According to the meteorological statistics of the jurisdiction, typhoons occur frequently in May to August. Although May to August is the closed fishing season and the number of fishing vessels is reduced, the waters are dominated by cargo ships and passenger ships. Although the decrease in the number of fishing vessels leads to the relative decrease in traffic flow and ship density, the risk of navigation environment caused by bad meteorological environment exceeds the improvement of the traffic that is caused by the decrease of ships. According to the accident statistics within the jurisdiction, the high-frequency period of maritime accidents is from May to August. The final conclusion obtained in the paper is in line with the characteristics of the navigation environment within the jurisdiction. The risk value of the navigation environment within a specific jurisdiction, which changes with the change in months, can be obtained with the method, and the method features repeatability and operability. The evaluation results in the paper are highly consistent with the characteristics of historical accidents and the navigation environment within the jurisdiction, and so they have strong applicability.
4. Conclusions
This paper aims at some practical problems, such as static and subjective risk evaluation of navigation environments, which easily occurs when the data samples of objective historical accidents are insufficient. A dynamic weight evaluation model of navigation environment safety risk based on the fusion of subjective and objective impact factors is established in this paper and an example application is carried out. With the statistical data of historical maritime accidents as the research basis, the impact probability of the key impact factors of navigation environment on accidents is extracted by tapping and studying the objective law of accident samples, and the key environmental factors influencing the safety risk of navigation are obtained by screening. The subjective weight adjustment based on the subjective grade change of the actual navigation environment factors is determined according to the change in the impact probability of accidents, which is caused by the dynamic change of the actual navigation environment factors. Finally, the risk model based on the accident impact probability, and the fused weight of each navigation environment factor is established according to the dynamic weight fusion based on the improved D–S evidence theory and grey correlation analysis. Meanwhile, the impact probability of key elements of navigation environment risk in the waters of Sanya is calculated in the paper, as is the fused weight of each element by using the constructed dynamic weight evaluation model. The dynamic evolution process of the navigation environment in the waters of Sanya every month was evaluated quantitatively, with results showing that the comprehensive navigation environment risk in the jurisdiction maintains a high level from May to September. This conclusion is not only highly consistent with the results based on the statistics of historical accidents and the analysis of the characteristics of the navigation environment in the jurisdiction, but is also better than the results of the static safety evaluation of the navigation environment and the dynamic safety evaluation based on the process, thus verifying the effectiveness and accuracy of the application of the model.

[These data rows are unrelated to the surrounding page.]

// Copyright (c) 2025 Steve Wagner (ciroque@live.com)
// SPDX-License-Identifier: MIT

//! Base64 codec for arbitrary frame values.
//!
//! `data_encode` serializes its input to JSON and base64-encodes the bytes;
//! `data_decode` reverses it. Together they let structured values cross
//! text-only boundaries.

use async_trait::async_trait;
use base64::{engine::general_purpose::STANDARD, Engine as _};
use serde_json::Value;

use crate::backends::local::elements::single_field;
use crate::engine::ElementContext;
use crate::traits::{Element, ElementInit, ElementResponse, Swag};

pub fn encode_value(value: &Value) -> Result<String, String> {
    serde_json::to_vec(value)
        .map(|bytes| STANDARD.encode(bytes))
        .map_err(|e| format!("Failed to serialize value: {}", e))
}

pub fn decode_value(encoded: &str) -> Result<Value, String> {
    let bytes = STANDARD
        .decode(encoded.trim())
        .map_err(|e| format!("Invalid base64: {}", e))?;
    serde_json::from_slice(&bytes).map_err(|e| format!("Invalid encoded JSON: {}", e))
}

pub struct DataEncodeElement {
    input: String,
    output: String,
}

impl DataEncodeElement {
    pub fn new(init: &ElementInit) -> Result<Self, String> {
        let (input, output) = single_field(init)?;
        Ok(Self { input, output })
    }
}

#[async_trait]
impl Element for DataEncodeElement {
    async fn process_frame(&self, _context: &ElementContext<'_>, inputs: Swag) -> ElementResponse {
        let Some(value) = inputs.get(&self.input) else {
            return ElementResponse::error(format!("Input '{}' is missing", self.input));
        };
        match encode_value(value) {
            Ok(encoded) => {
                ElementResponse::okay(Swag::from([(self.output.clone(), Value::String(encoded))]))
            }
            Err(diagnostic) => ElementResponse::error(diagnostic),
        }
    }

    fn name(&self) -> &'static str {
        "data_encode"
    }
}

pub struct DataDecodeElement {
    input: String,
    output: String,
}

impl DataDecodeElement {
    pub fn new(init: &ElementInit) -> Result<Self, String> {
        let (input, output) = single_field(init)?;
        Ok(Self { input, output })
    }
}

#[async_trait]
impl Element for DataDecodeElement {
    async fn process_frame(&self, _context: &ElementContext<'_>, inputs: Swag) -> ElementResponse {
        let Some(encoded) = inputs.get(&self.input).and_then(Value::as_str) else {
            return ElementResponse::error(format!("Input '{}' is not a string", self.input));
        };
        match decode_value(encoded) {
            Ok(value) => ElementResponse::okay(Swag::from([(self.output.clone(), value)])),
            Err(diagnostic) => ElementResponse::error(diagnostic),
        }
    }

    fn name(&self) -> &'static str {
        "data_decode"
    }
}

#[cfg(test)]
mod tests {
    use super::*;
    use crate::backends::local::elements::test_support::run_frame;
    use crate::engine::StreamOptions;
    use crate::traits::StreamEvent;
    use serde_json::json;

    const CODEC: &str = r#"
name: codec
elements:
  - name: encode
    input: [data]
    output: [encoded]
    deploy: { local: { class_name: data_encode } }
  - name: decode
    input: [encoded]
    output: [decoded]
    depends_on: [encode]
    deploy: { local: { class_name: data_decode } }
"#;

    #[test]
    fn test_encoding_is_base64_of_json() {
        assert_eq!(encode_value(&json!({"a": 1})).unwrap(), "eyJhIjoxfQ==");
        assert_eq!(decode_value("eyJhIjoxfQ==").unwrap(), json!({"a": 1}));
    }

    #[test]
    fn test_decode_rejects_garbage() {
        assert!(decode_value("***").unwrap_err().starts_with("Invalid base64"));
        // "not json" in base64
        assert!(decode_value("bm90IGpzb24=")
            .unwrap_err()
            .starts_with("Invalid encoded JSON"));
    }

    #[tokio::test]
    async fn test_structured_value_survives_the_codec_chain() {
        let data = json!({"values": [1, 2, 3], "label": "x"});
        let response = run_frame(
            CODEC,
            StreamOptions::new(),
            Swag::from([("data".to_string(), data.clone())]),
        )
        .await;

        assert!(response.is_okay());
        assert_eq!(response.get("decoded"), Some(&data));
    }

    #[tokio::test]
    async fn test_decode_of_non_string_is_an_element_error() {
        let response = run_frame(
            CODEC,
            StreamOptions::new().graph_path("decode"),
            Swag::from([("encoded".to_string(), json!(12))]),
        )
        .await;

        assert_eq!(response.event, StreamEvent::Error);
        assert_eq!(response.diagnostic(), Some("Input 'encoded' is not a string"));
    }
}
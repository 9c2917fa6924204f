// Copyright (c) 2025 Steve Wagner (ciroque@live.com)
// SPDX-License-Identifier: MIT

//! Centralized message types for structured logging.
//!
//! Each message type implements `Display` for the human-readable line and
//! [`StructuredLog`] to emit that line at its fixed level together with the
//! message's fields, or to open a span carrying them.
//!
//! # Organization
//!
//! * `engine` - Pipeline, stream and frame lifecycle events
//! * `element` - Element invocation and stream hook events
//! * `validation` - Definition validation warnings and errors
//!
//! # Usage Pattern
//!
//! ```rust
//! use streamwood::observability::messages::engine::StreamCreated;
//! use streamwood::observability::messages::StructuredLog;
//! use std::time::Duration;
//!
//! let msg = StreamCreated {
//!     pipeline: "p_demo",
//!     stream_id: "1",
//!     graph_path: "pe_0",
//!     grace_time: Duration::from_secs(300),
//! };
//!
//! msg.log();
//! let _span = msg.span("create_stream").entered();
//! ```

use tracing::Span;

pub mod element;
pub mod engine;
pub mod validation;

/// A log message with a fixed level and structured fields.
pub trait StructuredLog {
    /// Emit the message at its level with its fields attached
    fn log(&self);

    /// Open a span at the message's level carrying the same fields
    fn span(&self, name: &str) -> Span;
}
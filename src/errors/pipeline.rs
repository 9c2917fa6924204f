// Copyright (c) 2025 Steve Wagner (ciroque@live.com)
// SPDX-License-Identifier: MIT

//! Errors surfaced by the pipeline's admission and response operations.
//!
//! Element-reported failures are not errors at this level: they travel to the
//! stream's response sink as diagnostic responses and never abort the stream.

use std::time::Duration;

use thiserror::Error;

use crate::errors::{ElementMapError, ValidationError};

#[derive(Debug, Error)]
pub enum PipelineError {
    /// A stream with the same identifier is already live
    #[error("Stream '{0}' already exists")]
    DuplicateStream(String),

    /// The stream was never created, or has been destroyed
    #[error("Stream '{0}' does not exist")]
    UnknownStream(String),

    /// A graph path names an element that is not part of the definition
    #[error("Graph path '{0}' does not name an element in the pipeline")]
    UnknownGraphPath(String),

    /// Frame data does not carry the inputs the graph path requires
    #[error("Frame for stream '{stream_id}' at graph path '{graph_path}' is missing inputs: {}", missing.join(", "))]
    MissingInputs {
        stream_id: String,
        graph_path: String,
        missing: Vec<String>,
    },

    /// An element's start_stream hook returned ERROR
    #[error("Stream '{stream_id}' failed to start in element '{element}': {diagnostic}")]
    StreamStartFailed {
        stream_id: String,
        element: String,
        diagnostic: String,
    },

    /// No response arrived within the caller's window
    #[error("Timed out after {0:?} waiting for a pipeline response")]
    ResponseTimeout(Duration),

    /// The pipeline's event loop has been terminated
    #[error("Pipeline '{0}' has been terminated")]
    PipelineTerminated(String),

    #[error("Failed to load pipeline definition '{path}': {reason}")]
    DefinitionLoad { path: String, reason: String },

    #[error(transparent)]
    ElementMap(#[from] ElementMapError),

    #[error("Pipeline definition is invalid:\n{}", .0.iter().map(|e| e.to_string()).collect::<Vec<_>>().join("\n"))]
    Validation(Vec<ValidationError>),
}

#[cfg(test)]
mod tests {
    use super::*;

    #[test]
    fn test_missing_inputs_lists_fields() {
        let error = PipelineError::MissingInputs {
            stream_id: "1".to_string(),
            graph_path: "pe_0".to_string(),
            missing: vec!["a".to_string(), "b".to_string()],
        };
        assert_eq!(
            error.to_string(),
            "Frame for stream '1' at graph path 'pe_0' is missing inputs: a, b"
        );
    }

    #[test]
    fn test_timeout_is_distinct_from_element_failure() {
        let error = PipelineError::ResponseTimeout(Duration::from_secs(10));
        assert!(matches!(error, PipelineError::ResponseTimeout(_)));
        assert!(error.to_string().contains("Timed out"));
    }
}
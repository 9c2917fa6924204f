// Copyright (c) 2025 Steve Wagner (ciroque@live.com)
// SPDX-License-Identifier: MIT

use async_trait::async_trait;
use serde_json::Value;
use std::collections::BTreeMap;

use crate::config::consts::DIAGNOSTIC_KEY;
use crate::config::Parameters;
use crate::engine::{ElementContext, FrameId};

/// Named values accumulated by a frame as it moves through the graph.
pub type Swag = BTreeMap<String, Value>;

/// Control outcome returned by every element hook.
#[derive(Debug, Clone, Copy, PartialEq, Eq)]
pub enum StreamEvent {
    Okay,
    Error,
    Stop,
}

/// Outcome and output fields of a hook invocation.
#[derive(Debug, Clone, PartialEq)]
pub struct ElementResponse {
    pub event: StreamEvent,
    pub outputs: Swag,
}

impl ElementResponse {
    pub fn okay(outputs: Swag) -> Self {
        Self {
            event: StreamEvent::Okay,
            outputs,
        }
    }

    /// OKAY with no output fields
    pub fn empty() -> Self {
        Self::okay(Swag::new())
    }

    /// ERROR carrying a diagnostic message under the `diagnostic` key
    pub fn error(diagnostic: impl Into<String>) -> Self {
        Self {
            event: StreamEvent::Error,
            outputs: Swag::from([(
                DIAGNOSTIC_KEY.to_string(),
                Value::String(diagnostic.into()),
            )]),
        }
    }

    pub fn stop() -> Self {
        Self {
            event: StreamEvent::Stop,
            outputs: Swag::new(),
        }
    }

    pub fn diagnostic(&self) -> Option<&str> {
        self.outputs.get(DIAGNOSTIC_KEY).and_then(Value::as_str)
    }
}

/// Result of one generator tick: zero, one or many frame payloads.
#[derive(Debug, Clone, PartialEq)]
pub struct GeneratorResponse {
    pub event: StreamEvent,
    pub frames: Vec<Swag>,
    pub diagnostic: Option<String>,
}

impl GeneratorResponse {
    pub fn frame(frame_data: Swag) -> Self {
        Self::frames(vec![frame_data])
    }

    pub fn frames(frames: Vec<Swag>) -> Self {
        Self {
            event: StreamEvent::Okay,
            frames,
            diagnostic: None,
        }
    }

    pub fn stop(diagnostic: impl Into<String>) -> Self {
        Self {
            event: StreamEvent::Stop,
            frames: vec![],
            diagnostic: Some(diagnostic.into()),
        }
    }

    pub fn error(diagnostic: impl Into<String>) -> Self {
        Self {
            event: StreamEvent::Error,
            frames: vec![],
            diagnostic: Some(diagnostic.into()),
        }
    }
}

/// Construction-time context handed to an element constructor.
///
/// `parameters` are the pipeline-wide parameters overlaid with the element's
/// own declared parameters, so constructors can read static configuration.
/// Per-frame lookups should still go through [`ElementContext::get_parameter`]
/// to honor stream overrides.
#[derive(Debug, Clone)]
pub struct ElementInit {
    pub name: String,
    pub class_name: String,
    pub protocol: Option<String>,
    pub inputs: Vec<String>,
    pub outputs: Vec<String>,
    pub parameters: Parameters,
}

/// The unit of computation in a pipeline graph.
///
/// Only `process_frame` is required. Stream hooks and frame generation have
/// OKAY / "no frames" defaults so plain transform elements stay small.
///
/// Elements must not keep per-frame state on `self`: the same instance serves
/// every frame of every stream, possibly concurrently. Cross-frame state goes
/// through [`ElementContext::variables`], which is private to the stream.
#[async_trait]
pub trait Element: Send + Sync {
    /// Process one frame. `inputs` holds exactly the element's declared inputs.
    async fn process_frame(&self, context: &ElementContext<'_>, inputs: Swag) -> ElementResponse;

    /// Called once per stream before any of its frames reach this element.
    async fn start_stream(&self, _context: &ElementContext<'_>) -> ElementResponse {
        ElementResponse::empty()
    }

    /// Called on stream teardown for every element whose `start_stream` ran.
    async fn stop_stream(&self, _context: &ElementContext<'_>) -> ElementResponse {
        ElementResponse::empty()
    }

    /// Produce frame data for a generator registered with
    /// [`ElementContext::create_frames`]. `frame_id` is the id the next frame
    /// of the stream will receive.
    async fn generate(&self, _context: &ElementContext<'_>, _frame_id: FrameId) -> GeneratorResponse {
        GeneratorResponse::stop("Element does not generate frames")
    }

    fn name(&self) -> &'static str;
}

#[cfg(test)]
mod tests {
    use super::*;

    #[test]
    fn test_error_response_carries_diagnostic() {
        let response = ElementResponse::error("boom");
        assert_eq!(response.event, StreamEvent::Error);
        assert_eq!(response.diagnostic(), Some("boom"));
    }

    #[test]
    fn test_okay_response_has_no_diagnostic() {
        let response = ElementResponse::okay(Swag::from([("b".to_string(), Value::from(1))]));
        assert_eq!(response.event, StreamEvent::Okay);
        assert_eq!(response.diagnostic(), None);
    }
}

The content of this paper can enrich the understanding of dynamic risk evaluation of navigation environments, in order to more comprehensively and intuitively evaluate the navigation environment risk based on the current safety situation of waters, objectively increase the safety of navigation environment in the waters and improve the reliability of ship navigation. Meanwhile, it also provides a theoretical reference for maritime authorities to understand and provide warnings on the safety of the navigation environment to a certain extent.